Teams who do not follow these guidelines will be unable to participate in UEFA’s European competitions, a major source of revenue for many clubs and a serious sanction should it be implemented. Chelsea posted profit this previous year in large part to the £48m they were awarded in broadcast revenue and prize money for last seasons final alone.

Although UEFA is on somewhat of a crusade to make football clubs profitable in order to make competition fairer for smaller teams. We are yet to see the fruits of their labour, because for the majority of clubs that these sanctions would apply to still have a mountain to climb before they become profitable – and they seem unlikely to do so before the FFP deadlines. This has resulted in numerous clubs seeking ways to work around the system.
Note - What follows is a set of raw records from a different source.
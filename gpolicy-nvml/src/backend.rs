//! NVML policy backend
//!
//! Uses NVML (NVIDIA Management Library) for device queries. NVML has no
//! group or policy engine of its own, so groups and policies are kept in
//! process and each registration gets a watcher thread that samples its
//! devices and invokes the callbacks from that thread.

use std::collections::HashMap;
use std::sync::atomic::{AtomicBool, AtomicU64, Ordering};
use std::sync::Arc;
use std::thread::{self, JoinHandle};
use std::time::{Duration, Instant};

use async_trait::async_trait;
use chrono::Utc;
use nvml_wrapper::enum_wrappers::device::{
    EccCounter, MemoryError, RetirementCause, TemperatureSensor,
};
use nvml_wrapper::error::NvmlError;
use nvml_wrapper::Nvml;
use once_cell::sync::OnceCell;
use parking_lot::Mutex;
use tracing::{debug, info, trace, warn};

use gpolicy_core::native::{
    GroupHandle, GroupInfo, NativeError, PolicyBackend, PolicyCallback, PolicyRequest,
};
use gpolicy_core::policy::{ConditionMask, PolicyCondition};

use crate::sampler::{DeviceSample, ThresholdEvaluator, Thresholds};
use crate::xid::{read_kernel_log, XidScanner};

/// Default interval between device sweeps
pub const DEFAULT_POLL_INTERVAL: Duration = Duration::from_secs(1);

/// Global NVML instance
static NVML: OnceCell<Arc<Nvml>> = OnceCell::new();

/// Get or initialize the global NVML instance
fn get_nvml() -> Result<&'static Arc<Nvml>, NativeError> {
    NVML.get_or_try_init(|| {
        Nvml::init().map(Arc::new).map_err(|e| {
            warn!(error = %e, "Failed to initialize NVML");
            NativeError::new("nvmlInit", NativeError::INIT_ERROR)
        })
    })
}

fn nvml_error(op: &'static str, e: NvmlError) -> NativeError {
    debug!(op, error = %e, "NVML call failed");
    let code = match e {
        NvmlError::NotSupported => NativeError::NOT_SUPPORTED,
        NvmlError::NoPermission => NativeError::NO_PERMISSION,
        NvmlError::InvalidArg => NativeError::BAD_PARAM,
        _ => NativeError::NVML_ERROR,
    };
    NativeError::new(op, code)
}

struct Watcher {
    condition: ConditionMask,
    stop: Arc<AtomicBool>,
    thread: JoinHandle<()>,
}

/// [`PolicyBackend`] over NVML
pub struct NvmlBackend {
    nvml: &'static Arc<Nvml>,
    device_count: u32,
    poll_interval: Duration,
    next_group: AtomicU64,
    groups: Mutex<HashMap<GroupHandle, GroupInfo>>,
    policies: Mutex<HashMap<GroupHandle, PolicyRequest>>,
    watchers: Mutex<HashMap<GroupHandle, Watcher>>,
}

impl NvmlBackend {
    /// Initialize NVML and create a backend
    pub fn new() -> Result<Self, NativeError> {
        Self::with_poll_interval(DEFAULT_POLL_INTERVAL)
    }

    /// Create a backend with a custom sweep interval
    pub fn with_poll_interval(poll_interval: Duration) -> Result<Self, NativeError> {
        let nvml = get_nvml()?;
        let device_count = nvml
            .device_count()
            .map_err(|e| nvml_error("nvmlDeviceGetCount", e))?;
        info!(device_count, ?poll_interval, "NVML policy backend ready");

        Ok(Self {
            nvml,
            device_count,
            poll_interval,
            next_group: AtomicU64::new(1),
            groups: Mutex::new(HashMap::new()),
            policies: Mutex::new(HashMap::new()),
            watchers: Mutex::new(HashMap::new()),
        })
    }

    pub fn device_count(&self) -> u32 {
        self.device_count
    }

    fn members(&self, group: GroupHandle) -> Result<Vec<u32>, NativeError> {
        if group.is_all_devices() {
            return Ok((0..self.device_count).collect());
        }
        self.groups
            .lock()
            .get(&group)
            .map(|info| info.entities.clone())
            .ok_or_else(|| NativeError::new("dcgmGroupGetInfo", NativeError::BAD_PARAM))
    }

    fn stop_watcher(watcher: Watcher) {
        watcher.stop.store(true, Ordering::SeqCst);
        // the thread exits on its own within one poll interval
        drop(watcher.thread);
    }
}

#[async_trait]
impl PolicyBackend for NvmlBackend {
    async fn create_group(&self, name: &str) -> Result<GroupHandle, NativeError> {
        let handle = GroupHandle::new(self.next_group.fetch_add(1, Ordering::SeqCst));
        self.groups.lock().insert(
            handle,
            GroupInfo {
                name: name.to_string(),
                entities: Vec::new(),
            },
        );
        debug!(group = %handle, name, "Created group");
        Ok(handle)
    }

    async fn add_device(&self, group: GroupHandle, gpu_id: u32) -> Result<(), NativeError> {
        if gpu_id >= self.device_count {
            return Err(NativeError::new("dcgmGroupAddDevice", NativeError::BAD_PARAM));
        }

        let mut groups = self.groups.lock();
        let info = groups
            .get_mut(&group)
            .ok_or_else(|| NativeError::new("dcgmGroupAddDevice", NativeError::BAD_PARAM))?;
        if !info.entities.contains(&gpu_id) {
            info.entities.push(gpu_id);
        }
        Ok(())
    }

    async fn destroy_group(&self, group: GroupHandle) -> Result<(), NativeError> {
        if self.groups.lock().remove(&group).is_none() {
            return Err(NativeError::new("dcgmGroupDestroy", NativeError::BAD_PARAM));
        }
        self.policies.lock().remove(&group);
        if let Some(watcher) = self.watchers.lock().remove(&group) {
            Self::stop_watcher(watcher);
        }
        Ok(())
    }

    async fn group_info(&self, group: GroupHandle) -> Result<GroupInfo, NativeError> {
        if group.is_all_devices() {
            return Ok(GroupInfo {
                name: "DCGM_ALL_SUPPORTED_GPUS".to_string(),
                entities: self.members(group)?,
            });
        }
        self.groups
            .lock()
            .get(&group)
            .cloned()
            .ok_or_else(|| NativeError::new("dcgmGroupGetInfo", NativeError::BAD_PARAM))
    }

    async fn set_policy(
        &self,
        group: GroupHandle,
        request: &PolicyRequest,
    ) -> Result<(), NativeError> {
        if request.condition.is_empty() {
            return Err(NativeError::new("dcgmPolicySet", NativeError::BAD_PARAM));
        }
        self.members(group)?;
        self.policies.lock().insert(group, request.clone());
        Ok(())
    }

    async fn register_policy(
        &self,
        group: GroupHandle,
        condition: ConditionMask,
        on_violation: PolicyCallback,
        on_finish: PolicyCallback,
    ) -> Result<(), NativeError> {
        let devices = self.members(group)?;
        let mut request = self
            .policies
            .lock()
            .get(&group)
            .cloned()
            .ok_or_else(|| NativeError::new("dcgmPolicyRegister", NativeError::NOT_CONFIGURED))?;
        request.condition = request
            .condition
            .iter()
            .filter(|c| condition.contains(*c))
            .collect();

        let mut watchers = self.watchers.lock();
        if watchers.contains_key(&group) {
            return Err(NativeError::new("dcgmPolicyRegister", NativeError::IN_USE));
        }

        let stop = Arc::new(AtomicBool::new(false));
        let sweep = Sweep {
            nvml: self.nvml,
            devices,
            evaluator: ThresholdEvaluator::new(Thresholds::from_request(&request)),
            on_violation,
            on_finish,
            stop: stop.clone(),
            interval: self.poll_interval,
        };
        let thread = thread::Builder::new()
            .name(format!("gpolicy-watch-{}", group.id()))
            .spawn(move || sweep.run())
            .map_err(|e| {
                warn!(error = %e, "Failed to spawn policy watcher");
                NativeError::new("dcgmPolicyRegister", NativeError::GENERIC)
            })?;

        watchers.insert(
            group,
            Watcher {
                condition,
                stop,
                thread,
            },
        );
        Ok(())
    }

    async fn unregister_policy(
        &self,
        group: GroupHandle,
        condition: ConditionMask,
    ) -> Result<(), NativeError> {
        let watcher = self
            .watchers
            .lock()
            .remove(&group)
            .ok_or_else(|| NativeError::new("dcgmPolicyUnregister", NativeError::BAD_PARAM))?;

        if watcher.condition != condition {
            debug!(
                group = %group,
                registered = %watcher.condition,
                requested = %condition,
                "Unregistering with a different condition mask"
            );
        }
        Self::stop_watcher(watcher);
        Ok(())
    }
}

impl Drop for NvmlBackend {
    fn drop(&mut self) {
        for (_, watcher) in self.watchers.lock().drain() {
            Self::stop_watcher(watcher);
        }
    }
}

/// Body of one watcher thread
struct Sweep {
    nvml: &'static Arc<Nvml>,
    devices: Vec<u32>,
    evaluator: ThresholdEvaluator,
    on_violation: PolicyCallback,
    on_finish: PolicyCallback,
    stop: Arc<AtomicBool>,
    interval: Duration,
}

impl Sweep {
    fn run(mut self) {
        let watch_xids = self
            .evaluator
            .thresholds()
            .condition
            .contains(PolicyCondition::Xid);
        let mut xids = watch_xids.then(|| XidScanner::new(self.bus_ids()));
        debug!(devices = ?self.devices, "Policy watcher started");

        while !self.stopped() {
            let started = Instant::now();
            let mut fresh = xids
                .as_mut()
                .and_then(|scanner| read_kernel_log().map(|log| scanner.scan(&log)))
                .unwrap_or_default();
            let timestamp_us = Utc::now().timestamp_micros();

            for &gpu_id in &self.devices {
                let mut sample = sample_device(self.nvml, gpu_id);
                sample.xids = fresh.remove(&gpu_id).unwrap_or_default();

                for response in self.evaluator.evaluate(gpu_id, &sample, timestamp_us) {
                    if self.stopped() {
                        return;
                    }
                    trace!(gpu_id, condition = response.condition, "Delivering violation");
                    (self.on_violation)(&response);
                    (self.on_finish)(&response);
                }
            }

            self.sleep(self.interval.saturating_sub(started.elapsed()));
        }
        debug!(devices = ?self.devices, "Policy watcher stopped");
    }

    fn stopped(&self) -> bool {
        self.stop.load(Ordering::SeqCst)
    }

    /// Sleep in short slices so a stop request is noticed quickly
    fn sleep(&self, total: Duration) {
        let slice = Duration::from_millis(50);
        let deadline = Instant::now() + total;
        while !self.stopped() {
            let left = deadline.saturating_duration_since(Instant::now());
            if left.is_zero() {
                break;
            }
            thread::sleep(left.min(slice));
        }
    }

    fn bus_ids(&self) -> Vec<(u32, String)> {
        self.devices
            .iter()
            .filter_map(|&gpu_id| {
                let device = self.nvml.device_by_index(gpu_id).ok()?;
                let pci = device.pci_info().ok()?;
                Some((gpu_id, pci.bus_id))
            })
            .collect()
    }
}

/// Read everything the evaluator needs; unsupported queries stay `None`
fn sample_device(nvml: &Nvml, gpu_id: u32) -> DeviceSample {
    let device = match nvml.device_by_index(gpu_id) {
        Ok(device) => device,
        Err(e) => {
            warn!(gpu_id, error = %e, "Failed to open device");
            return DeviceSample::default();
        }
    };

    let retired_pages = match (
        device.retired_pages(RetirementCause::MultipleSingleBitEccErrors),
        device.retired_pages(RetirementCause::DoubleBitEccError),
    ) {
        (Ok(sbe), Ok(dbe)) => Some((sbe.len() as u32, dbe.len() as u32)),
        _ => None,
    };

    DeviceSample {
        temperature_c: device.temperature(TemperatureSensor::Gpu).ok(),
        // mW to W
        power_w: device.power_usage().ok().map(|mw| mw / 1000),
        pcie_replay: device.pcie_replay_counter().ok().map(u64::from),
        retired_pages,
        dbe_errors: device
            .total_ecc_errors(MemoryError::Uncorrected, EccCounter::Volatile)
            .ok(),
        xids: Vec::new(),
    }
}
For instance, in 2011 Manchester City penned a £40m a year sponsorship deal with Etihad Airways – the largest deal of its kind in sport. Etihad Airways is owned by the Abu Dhabi government however, and strongly associated with City’s owner, Sheikh Mansour, a member of the Abu Dhabi royal family, prompting questions as to whether this deal contravenes UEFA’s FFP.

Many European clubs have threatened to simply move away from UEFA and create their own European ‘Super League’. Both Sandro Rosell and Florentino Perez, the club presidents of Barcelona and Real Madrid, have openly disclosed their desire to create such a league, and they are not the only supporters of the idea. Arsene Wenger has voiced his belief that such a move is inevitable in the next decade.

Such a notion would hurt domestic football however, and is not a viable alternative to UEFA’s FFP, as it would merely exacerbate the underlying problem. Recently Premier League clubs have been meeting to implement their own version of FFP, one which will use cost cutting measures to make clubs more financially stable but will also be accepted by teams across the league. The aim is to have the new regulations drawn up by February, and will most likely allow for greater losses and more leeway than under UEFA’s FFP.

Although far from perfect, such a move is the first step in the right direction. Football clubs are businesses, but they are generally not run as such. We are, however, seeing clubs realising this fact and taking action themselves. Such a move is the best route to take, as opposed to rules forced upon by a governing body, which clubs dislike and seek to workaround. Under such a system we may see football clubs seeing regular profits in the Premier League, from which the teams and fans will reap the benefits. Most importantly, clubs are aware they cannot keep posting losses year after year and are attempting to resolve the problem.